Why SEO pundits can’t explain search algorithms
Posted by Michael Martinez on February 21, 2008 in Advanced SEO
NOTE: Some edits have been made several days after this article was originally published.
There are people in the search engine optimization industry who don’t understand what an “algorithm” is. Technically, there are many definitions for ‘algorithm’ but the most universally useful definition could be phrased as “a set of rules to define how to solve a problem or perform a task”.
A search engine has more than one algorithm. Today’s major search engines use crawling algorithm(s), indexing algorithm(s), data management algorithm(s), Web service algorithm(s), inter-data center communication algorithm(s), query resolution algorithm(s), user-behavior evaluating algorithm(s), trend analysis algorithm(s), and so on and so forth.
People in the SEO industry assume they can explain how search engines work with a simple blog post or eBook. I seriously doubt that if you put Matt Cutts and Vanessa Fox into a room together that they could really explain how a search engine decides which pages to show in response to your query in less than a day or two, and even then they would be skimming over areas that they cannot explain for either lack of time or lack of knowledge.

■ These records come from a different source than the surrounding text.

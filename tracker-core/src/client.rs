use async_trait::async_trait;
use reqwest::Client;
use serde::Deserialize;
use std::fmt::Debug;

use crate::{
    error::ClientError,
    model::{LocationCandidate, WeatherSnapshot},
};

/// Production endpoint base; tests point [`WeatherApiClient`] elsewhere.
pub const WEATHER_API_BASE: &str = "https://api.weatherapi.com/v1";

/// Capability seam over the remote weather provider.
///
/// One production implementation ([`WeatherApiClient`]) and whatever
/// scripted doubles the tests need. Implementations perform no retries and
/// have no side effects beyond the network call itself; every failure is
/// surfaced as a [`ClientError`].
#[async_trait]
pub trait WeatherService: Send + Sync + Debug {
    /// Fetch current conditions for a free-text or `"lat,lon"` query.
    async fn fetch_current_weather(&self, query: &str) -> Result<WeatherSnapshot, ClientError>;

    /// Resolve a partial location name into candidates, in provider
    /// relevance order. An empty list is a successful result.
    async fn search_locations(&self, query: &str) -> Result<Vec<LocationCandidate>, ClientError>;
}

/// WeatherAPI.com client over the two read-only GET endpoints.
#[derive(Debug, Clone)]
pub struct WeatherApiClient {
    api_key: String,
    base_url: String,
    http: Client,
}

impl WeatherApiClient {
    pub fn new(api_key: String) -> Self {
        Self::with_base_url(api_key, WEATHER_API_BASE.to_string())
    }

    /// Client against a non-default base URL (mock servers in tests,
    /// regional mirrors).
    pub fn with_base_url(api_key: String, base_url: String) -> Self {
        Self {
            api_key,
            base_url: base_url.trim_end_matches('/').to_string(),
            http: Client::new(),
        }
    }

    fn validate(query: &str) -> Result<&str, ClientError> {
        let trimmed = query.trim();
        if trimmed.is_empty() {
            return Err(ClientError::Validation("query must not be empty".to_string()));
        }
        Ok(trimmed)
    }

    /// GET `<base>/<endpoint>` with the key and percent-encoded query
    /// parameters, returning the raw body of a 2xx response.
    async fn get_body(&self, endpoint: &str, query: &str) -> Result<String, ClientError> {
        let url = format!("{}/{}", self.base_url, endpoint);

        let res = self
            .http
            .get(&url)
            .query(&[("key", self.api_key.as_str()), ("q", query)])
            .send()
            .await?;

        let status = res.status();
        let body = res.text().await?;

        if !status.is_success() {
            return Err(ClientError::Status { status, body: truncate_body(&body) });
        }

        Ok(body)
    }
}

#[async_trait]
impl WeatherService for WeatherApiClient {
    async fn fetch_current_weather(&self, query: &str) -> Result<WeatherSnapshot, ClientError> {
        let query = Self::validate(query)?;
        tracing::debug!(query, "fetching current weather");

        let body = self.get_body("current.json", query).await?;
        let parsed: WaCurrentResponse = serde_json::from_str(&body)?;

        Ok(WeatherSnapshot {
            location_name: parsed.location.name,
            region: parsed.location.region,
            country: parsed.location.country,
            temperature_f: parsed.current.temp_f,
            feels_like_f: parsed.current.feelslike_f,
            humidity_pct: parsed.current.humidity,
            uv_index: parsed.current.uv,
            condition_text: parsed.current.condition.text,
            condition_icon_ref: parsed.current.condition.icon,
            condition_code: parsed.current.condition.code,
        })
    }

    async fn search_locations(&self, query: &str) -> Result<Vec<LocationCandidate>, ClientError> {
        let query = Self::validate(query)?;
        tracing::debug!(query, "searching locations");

        let body = self.get_body("search.json", query).await?;
        let candidates: Vec<LocationCandidate> = serde_json::from_str(&body)?;

        tracing::debug!(count = candidates.len(), "search returned candidates");
        Ok(candidates)
    }
}

#[derive(Debug, Deserialize)]
struct WaCurrentResponse {
    location: WaLocation,
    current: WaCurrent,
}

#[derive(Debug, Deserialize)]
struct WaLocation {
    name: String,
    region: String,
    country: String,
}

#[derive(Debug, Deserialize)]
struct WaCurrent {
    temp_f: f64,
    feelslike_f: f64,
    humidity: u8,
    uv: f64,
    condition: WaCondition,
}

#[derive(Debug, Deserialize)]
struct WaCondition {
    text: String,
    icon: String,
    code: i64,
}

fn truncate_body(body: &str) -> String {
    const MAX: usize = 200;
    if body.len() > MAX {
        let cut = (1..=MAX).rev().find(|i| body.is_char_boundary(*i)).unwrap_or(0);
        format!("{}...", &body[..cut])
    } else {
        body.to_string()
    }
}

Many people have written search tools through the decades. I used to write them all the time when I was a full-time programmer. I had to find ways to search data files, program source code, corrupted blocks of disk storage that were once complex multi-file systems, and even sophisticated word processing documents that contained embedded font and formatting code.
Search is a normal and necessary function in the computing environment and we’ve been using search all our lives. You’ve even used it when you called a telephone information operator, looking for a number or an address. The algorithms have changed over the years because of advances in data structure technology, because of the immense increase in indexable and searchable information, and because we are constantly devising new reasons for search.

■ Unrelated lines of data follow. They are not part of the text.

use std::sync::{
    Arc,
    atomic::{AtomicU64, Ordering},
};
use tokio::sync::watch;

use crate::{
    client::WeatherService,
    enrich::entry_from,
    error::ClientError,
    messages,
    model::SearchResultEntry,
};

/// Observable search state consumed by the presentation layer.
#[derive(Debug, Clone, Default)]
pub struct SearchState {
    pub search_text: String,
    /// Enriched entries in provider relevance order; never re-sorted.
    pub results: Vec<SearchResultEntry>,
    pub is_loading: bool,
    pub error_message: Option<String>,
}

/// Drives a free-text search: resolve candidates, enrich each with its
/// current weather, publish the assembled state.
///
/// All state writes go through the watch sender; a generation counter
/// ensures a completion from a superseded search never overwrites the
/// state of a newer one.
#[derive(Debug)]
pub struct SearchOrchestrator {
    service: Arc<dyn WeatherService>,
    state: watch::Sender<SearchState>,
    generation: AtomicU64,
}

impl SearchOrchestrator {
    pub fn new(service: Arc<dyn WeatherService>) -> Self {
        let (state, _) = watch::channel(SearchState::default());
        Self { service, state, generation: AtomicU64::new(0) }
    }

    /// Subscribe to state changes.
    pub fn subscribe(&self) -> watch::Receiver<SearchState> {
        self.state.subscribe()
    }

    /// Current state snapshot.
    pub fn state(&self) -> SearchState {
        self.state.borrow().clone()
    }

    pub fn set_search_text(&self, text: impl Into<String>) {
        let text = text.into();
        self.state.send_modify(|s| s.search_text = text);
    }

    /// Run the search for the current `search_text`.
    ///
    /// No-op when the text is empty. The loading flag is set for the whole
    /// operation and reset on every exit path; enrichment is sequential in
    /// candidate order and fail-fast: the first failure discards all
    /// already-enriched entries.
    pub async fn perform_search(&self) {
        let text = self.state.borrow().search_text.trim().to_string();
        if text.is_empty() {
            return;
        }

        let generation = self.generation.fetch_add(1, Ordering::SeqCst) + 1;
        self.state.send_modify(|s| s.is_loading = true);

        let outcome = self.run_search(&text).await;

        if self.generation.load(Ordering::SeqCst) != generation {
            // A newer search owns the state now; it resets the loading flag.
            tracing::debug!(search_text = %text, "discarding stale search completion");
            return;
        }

        self.state.send_modify(|s| {
            s.is_loading = false;
            match outcome {
                Ok(entries) if entries.is_empty() => {
                    tracing::debug!(search_text = %text, "search returned no candidates");
                    s.error_message = Some(messages::no_results(&text));
                    s.results = Vec::new();
                }
                Ok(entries) => {
                    s.error_message = None;
                    s.results = entries;
                }
                Err(e) => {
                    tracing::warn!(search_text = %text, error = %e, "search failed");
                    s.error_message = Some(if e.is_connectivity() {
                        messages::NO_CONNECTION.to_string()
                    } else {
                        messages::SEARCH_FAILED.to_string()
                    });
                    s.results = Vec::new();
                }
            }
        });
    }

    async fn run_search(&self, text: &str) -> Result<Vec<SearchResultEntry>, ClientError> {
        let candidates = self.service.search_locations(text).await?;

        let mut entries = Vec::with_capacity(candidates.len());
        for candidate in candidates {
            let snapshot =
                self.service.fetch_current_weather(&candidate.coordinate_query()).await?;
            entries.push(entry_from(candidate, snapshot));
        }

        Ok(entries)
    }
}
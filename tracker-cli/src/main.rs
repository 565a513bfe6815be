//! Binary crate for the `tracker` command-line tool.
//!
//! This crate focuses on:
//! - Parsing CLI arguments
//! - Interactive configuration and candidate selection
//! - Rendering the observable core state as terminal output

use clap::Parser;
use tracing_subscriber::EnvFilter;

mod cli;

#[tokio::main]
async fn main() -> anyhow::Result<()> {
    tracing_subscriber::fmt()
        .with_env_filter(EnvFilter::try_from_default_env().unwrap_or_else(|_| EnvFilter::new("warn")))
        .init();

    let cmd = cli::Cli::parse();
    cmd.run().await
}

Web search algorithms also have to contend with invasive marketing techniques — search engine optimization. All Web search spammers are SEOs. All SEOs use invasive marketing techniques. All of us.
In a completely natural Web document environment no one would know or care that search engines exist. No one would write title tags, page copy, or page names (URLs) with search engines in mind. No one would go looking for links to improve their PageRank or search engine rankings.
In a completely natural Web document environment a search engine would have to be stealthy — surreptitious — in order not to disturb the natural quality of the information stored on the Web. Once the search engine makes itself known, people are drawn to the potential reward of ranking well in that search engine’s results. It only takes one idiot to piss on everyone’s parade. Once the first idiot starts optimizing for search the Web document environment is no longer natural.
That doesn’t mean that search engine optimization is a bad thing or even that we’re hurting ourselves by optimizing for search. After all, search does not exist in a vacuum. Search exists because there is a wealth of information (provided by Web publishers) that we need to organize and use (as searchers). Search makes it possible for us to access that information and it’s incumbent upon us as Web publishers to make it easier for us as searchers to find what we’re looking for.
In the three-way symbiosis of the Web search ecosystem all three partners (publishers, indexers, and searchers) play complementary roles that — when cooperative — work to everyone’s advantage. If any one of the partners steps out of line, becomes more focused on personal needs than the group’s needs, then the symbiosis suffers a crisis.
Search engines and search optimizers destabilize the ecosystem all the time. Search engines are monetizing the process and in doing so they put personal gain ahead of the group’s best interests. Search optimizers are seeking fame, money, or to persuade people to change their minds. In doing so they also put personal interests ahead of the group’s best interests. Every day sees some part of the Web ecosystem enter into a state of crisis, but other parts remain stable or return to stability as regularly.
In the natural system of Web search everything flows like water toward the lowest point through the paths of least resistance. Despite all our best efforts to ensure that Wikipedia does (Google) or does not (SEOs) rank first in query results, the overall trend is toward an equilibrium that everyone has to live with. We have too many conflicting personal interests in order for all personal interests to be satisfied.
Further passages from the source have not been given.